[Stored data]
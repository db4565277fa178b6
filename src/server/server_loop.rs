// Server loop module
// Accepts connections until shutdown is requested, then drains

use std::sync::atomic::Ordering;
use std::sync::Arc;
use std::time::Duration;
use tokio::net::TcpListener;
use tokio::sync::Notify;

use super::connection::accept_connection;
use crate::config::AppState;
use crate::logger;

/// Pause after a failed `accept`, e.g. when file descriptors run out
const ACCEPT_ERROR_BACKOFF: Duration = Duration::from_millis(100);
const DRAIN_POLL_INTERVAL: Duration = Duration::from_millis(50);

/// Accept connections until `shutdown` is notified.
///
/// The listener is dropped on return; connections already being served keep
/// running in their own tasks.
pub async fn run_server_loop(listener: TcpListener, state: Arc<AppState>, shutdown: Arc<Notify>) {
    loop {
        tokio::select! {
            accept_result = listener.accept() => {
                match accept_result {
                    Ok((stream, peer_addr)) => {
                        accept_connection(stream, peer_addr, &state);
                    }
                    Err(e) => {
                        logger::log_error(&format!("Failed to accept connection: {e}"));
                        tokio::time::sleep(ACCEPT_ERROR_BACKOFF).await;
                    }
                }
            }

            () = shutdown.notified() => {
                logger::log_info("Shutdown requested, no longer accepting connections");
                break;
            }
        }
    }
}

/// Wait for in-flight connections to finish, at most `grace`.
///
/// Returns the number of connections still open when the wait ended.
pub async fn drain_connections(state: &AppState, grace: Duration) -> usize {
    let deadline = tokio::time::Instant::now() + grace;

    loop {
        let active = state.active_connections.load(Ordering::SeqCst);
        if active == 0 {
            return 0;
        }

        tokio::select! {
            () = tokio::time::sleep(DRAIN_POLL_INTERVAL) => {}
            () = tokio::time::sleep_until(deadline) => {
                logger::log_warning(&format!(
                    "{active} connection(s) still open after {}s grace period",
                    grace.as_secs()
                ));
                return active;
            }
        }
    }
}
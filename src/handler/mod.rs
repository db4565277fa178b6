//! Request handler module
//!
//! Turns requests into responses: the asset cache, the resolver that decides
//! between cache, disk, fallback and 304, and the stages wrapped around it.

pub mod assets;
pub mod compression;
pub mod pipeline;
pub mod policy;
pub mod resolver;
pub mod security;

pub use assets::AssetCache;
pub use pipeline::Pipeline;
//! HTTP cache control module
//!
//! Provides validator generation (`ETag`, `Last-Modified`), conditional
//! request evaluation and the `Cache-Control` policies applied per path.

use hyper::header::{self, HeaderMap, HeaderValue};
use std::time::{Duration, SystemTime, UNIX_EPOCH};

/// Tolerance added to `If-Modified-Since`, which carries whole seconds only
const MODIFIED_SINCE_TOLERANCE: Duration = Duration::from_secs(1);

/// Validator pair derived from a resource's modification time and size
#[derive(Debug, Clone, PartialEq, Eq)]
pub struct Validators {
    pub etag: String,
    pub last_modified: String,
    modified: SystemTime,
}

impl Validators {
    pub fn new(modified: SystemTime, size: u64) -> Self {
        Self {
            etag: generate_etag(modified, size),
            last_modified: format_http_date(modified),
            modified,
        }
    }

    /// Decide whether a conditional request can be answered with 304.
    ///
    /// `If-None-Match` must equal the `ETag` byte for byte. When it is absent
    /// or different, `If-Modified-Since` is consulted; an unparseable date
    /// counts as absent.
    pub fn is_not_modified(
        &self,
        if_none_match: Option<&str>,
        if_modified_since: Option<&str>,
    ) -> bool {
        if if_none_match.is_some_and(|client_etag| client_etag == self.etag) {
            return true;
        }

        if_modified_since
            .and_then(|value| httpdate::parse_http_date(value).ok())
            .is_some_and(|since| self.modified < since + MODIFIED_SINCE_TOLERANCE)
    }

    /// Write `ETag` and `Last-Modified` into a header map
    pub fn apply(&self, headers: &mut HeaderMap) {
        if let Ok(value) = HeaderValue::from_str(&self.etag) {
            headers.insert(header::ETAG, value);
        }
        if let Ok(value) = HeaderValue::from_str(&self.last_modified) {
            headers.insert(header::LAST_MODIFIED, value);
        }
    }
}

/// Generate a quoted `ETag` of the form `"<hex mtime secs>-<hex size>"`
///
/// Modification times before the Unix epoch render as a negative hex number.
pub fn generate_etag(modified: SystemTime, size: u64) -> String {
    match modified.duration_since(UNIX_EPOCH) {
        Ok(since) => format!("\"{:x}-{size:x}\"", since.as_secs()),
        Err(before) => format!("\"-{:x}-{size:x}\"", before.duration().as_secs()),
    }
}

/// IMF-fixdate, e.g. `Sun, 06 Nov 1994 08:49:37 GMT`
pub fn format_http_date(time: SystemTime) -> String {
    httpdate::fmt_http_date(time.max(UNIX_EPOCH))
}

/// Cache-Control treatment for a request path
#[derive(Debug, Clone, Copy, PartialEq, Eq)]
pub enum CachePolicy {
    /// Content-addressed build output, cached for a year
    Immutable,
    /// The SPA shell, always revalidated
    NoCache,
    /// Any other existing file
    ShortCache,
}

impl CachePolicy {
    /// Cache-Control header value
    pub const fn to_header_value(self) -> &'static str {
        match self {
            Self::Immutable => "public, max-age=31536000, immutable",
            Self::NoCache => "no-cache, no-store, must-revalidate",
            Self::ShortCache => "public, max-age=3600",
        }
    }

    /// Write the policy's headers into a header map
    pub fn apply(self, headers: &mut HeaderMap) {
        headers.insert(
            header::CACHE_CONTROL,
            HeaderValue::from_static(self.to_header_value()),
        );
        if self == Self::NoCache {
            headers.insert(header::PRAGMA, HeaderValue::from_static("no-cache"));
            headers.insert(header::EXPIRES, HeaderValue::from_static("0"));
        }
    }
}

-- TASK GOAL --
Among the entries, how many lines carry "module"? Reply with a number and nothing else.

-- ANSWER SECTION --
3